Online child exploitation cases in Alberta spiked 50% in 2020 over previous year, police say

With incidents of online child exploitation on the rise in Alberta, parents need to step up their efforts at protecting their children, according to a specialized unit of Alberta's Law Enforcement Teams (ALERT) that focuses on those crimes.

In 2020, the Internet Child Exploitation (ICE) unit logged a record number of new investigations. It had over 2,100 intakes — an increase of more than 50 per cent from the previous year, the organization said in a release to mark International Safer Internet Day.

ICE made 127 arrests and laid 399 charges across Alberta related to online child exploitation last year.

"The pandemic has produced new standards of social engagement and digital learning, but we must confront the dark reality that there is no shortage of online predators looking to exploit and harm your children," said Supt. Dwayne Lakusta, CEO of Alberta Law Enforcement Teams.

The Canadian Centre for Child Protection has several tips for parents:

  • Teach children to check with a parent before texting or chatting online.
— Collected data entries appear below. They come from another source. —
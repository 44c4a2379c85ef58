//! Source-format parsers.
//!
//! Each parser turns one input file into zero or more [`PresetData`]. A
//! [`ParserSet`] picks the parser for a file from its extension.

mod fxp;
mod uhe;
mod vst3;

pub use fxp::FxpParser;
pub use uhe::UheParser;
pub use vst3::Vst3Parser;

use crate::error::{ConvertError, Result};
use crate::preset::PresetData;
use std::fs;
use std::path::Path;

pub trait PresetParser {
    /// Short human-readable format name, used in messages.
    fn name(&self) -> &'static str;

    /// Lower-case file name suffixes this parser accepts, including the dot.
    fn extensions(&self) -> &'static [&'static str];

    /// Parse one file. Success yields at least one valid preset; a bank
    /// format may yield several.
    fn parse_file(&self, path: &Path) -> Result<Vec<PresetData>>;
}

/// Dispatch table from file extension to parser.
pub struct ParserSet {
    parsers: Vec<Box<dyn PresetParser>>,
}

impl Default for ParserSet {
    fn default() -> Self {
        Self {
            parsers: vec![
                Box::new(UheParser),
                Box::new(Vst3Parser),
                Box::new(FxpParser),
            ],
        }
    }
}

impl ParserSet {
    pub fn empty() -> Self {
        Self {
            parsers: Vec::new(),
        }
    }

    pub fn register(&mut self, parser: Box<dyn PresetParser>) {
        self.parsers.push(parser);
    }

    /// Parser for `path`, chosen by the longest matching suffix so that
    /// `Pad.h2p.txt` goes to the parser claiming `.h2p.txt`.
    pub fn parser_for(&self, path: &Path) -> Result<&dyn PresetParser> {
        let file_name = lower_file_name(path);
        self.parsers
            .iter()
            .filter_map(|parser| {
                matched_suffix(&file_name, parser.extensions()).map(|ext| (ext.len(), parser))
            })
            .max_by_key(|(len, _)| *len)
            .map(|(_, parser)| &**parser)
            .ok_or_else(|| {
                ConvertError::unsupported("preset extension", display_extension(path))
            })
    }

    pub fn parse_file(&self, path: &Path) -> Result<Vec<PresetData>> {
        if !path.is_file() {
            return Err(ConvertError::not_found("Preset", path));
        }
        self.parser_for(path)?.parse_file(path)
    }

    pub fn supported_extensions(&self) -> Vec<&'static str> {
        let mut exts: Vec<&'static str> = self
            .parsers
            .iter()
            .flat_map(|p| p.extensions().iter().copied())
            .collect();
        exts.sort_unstable();
        exts.dedup();
        exts
    }
}

fn lower_file_name(path: &Path) -> String {
    path.file_name()
        .map(|n| n.to_string_lossy().to_lowercase())
        .unwrap_or_default()
}

/// Longest suffix from `extensions` that `file_name` ends with.
fn matched_suffix(file_name: &str, extensions: &[&'static str]) -> Option<&'static str> {
    extensions
        .iter()
        .copied()
        .filter(|ext| file_name.len() > ext.len() && file_name.ends_with(ext))
        .max_by_key(|ext| ext.len())
}

fn display_extension(path: &Path) -> String {
    match path.extension() {
        Some(ext) => format!(".{}", ext.to_string_lossy().to_lowercase()),
        None => format!("(no extension) {}", path.display()),
    }
}

/// Preset name from a file name with `suffix` removed. Falls back to the
/// full file name so the result is never empty.
pub(crate) fn preset_name_from(path: &Path, suffix: &str) -> String {
    let file_name = path
        .file_name()
        .map(|n| n.to_string_lossy().into_owned())
        .unwrap_or_default();
    let stem_len = file_name.len().saturating_sub(suffix.len());
    let stem = file_name.get(..stem_len).unwrap_or_default().trim();
    if stem.is_empty() {
        file_name
    } else {
        stem.to_string()
    }
}

/// Check existence and pick the accepted suffix shared by every parser.
pub(crate) fn check_input(
    path: &Path,
    what: &'static str,
    extensions: &[&'static str],
) -> Result<&'static str> {
    if !path.is_file() {
        return Err(ConvertError::not_found(what, path));
    }
    matched_suffix(&lower_file_name(path), extensions)
        .ok_or_else(|| ConvertError::unsupported(what, display_extension(path)))
}

pub(crate) fn read_bytes(path: &Path, what: &str) -> Result<Vec<u8>> {
    fs::read(path).map_err(|e| ConvertError::io(format!("Failed to read {what} data"), e))
}
//! Serve command - runs the HTTP API

use std::net::SocketAddr;

use tokio::net::TcpListener;
use tracing::info;

use crate::api::create_router_with_state;
use crate::config::AppConfig;

/// Run the API server
pub async fn run() -> anyhow::Result<()> {
    let config = super::bootstrap()?;

    let state = crate::create_app_state_with_config(&config).await?;
    let app = create_router_with_state(state);

    let addr = build_socket_addr(&config)?;
    info!(service = crate::APP_NAME, app = crate::APP_LABEL, "Starting server on {}", addr);

    let listener = TcpListener::bind(addr).await?;
    axum::serve(listener, app).await?;

    Ok(())
}

fn build_socket_addr(config: &AppConfig) -> anyhow::Result<SocketAddr> {
    Ok(SocketAddr::from((
        config.server.host.parse::<std::net::IpAddr>()?,
        config.server.port,
    )))
}

#[cfg(test)]
mod tests {
    use super::*;

    #[test]
    fn test_build_socket_addr() {
        let mut config = AppConfig::default();
        config.server.host = "127.0.0.1".to_string();
        config.server.port = 3000;

        let addr = build_socket_addr(&config).unwrap();
        assert_eq!(addr.to_string(), "127.0.0.1:3000");

        config.server.host = "not-an-ip".to_string();
        assert!(build_socket_addr(&config).is_err());
    }
}
//! Account domain
//!
//! The authenticated-user entity, its flags, the username/password/age
//! validation rules and the repository trait used to persist accounts.

mod entity;
mod repository;
mod validation;

pub use entity::{Account, AccountFlags, AccountId, ExtraFields, UNUSABLE_PASSWORD_PREFIX};
pub use repository::AccountRepository;
pub use validation::{
    birth_date_cutoff, validate_age, validate_age_now, validate_password, validate_username,
    AccountValidationError, DEFAULT_USER_AGE_LIMIT, MAX_USERNAME_LENGTH, MIN_USERNAME_LENGTH,
    USERNAME_HELP_TEXT,
};

#[cfg(test)]
pub use repository::mock::MockAccountRepository;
  • Explain to children that not everyone is who they say they are online.

  • Tell children that if they encounter something troubling online, they can tell you without fear of getting in trouble.

Anyone with information about an online child exploitation offence is encouraged to contact local police or

Ottawa announced Tuesday that it will provide an additional $1.2 million for the ICE units in Alberta. This funding will go to the Calgary and Edmonton police services, whose officers form part of the ICE teams, said Minister of Public Safety and Emergency Preparedness Bill Blair during a virtual news conference.

"It will allow them to increase their hiring and training to ensure the province's ICE units can meet the growing demand for their services," he said.

Deputy Chief Paul Cook of the Calgary Police Service said the extra money will make a difference in the fight against online child exploitation.

"We will be able to increase our capacity to conduct sophisticated investigations by hiring additional resources and training investigators to keep current with advances in technology," he said.

"These are highly complex investigations that span provincial and even international borders."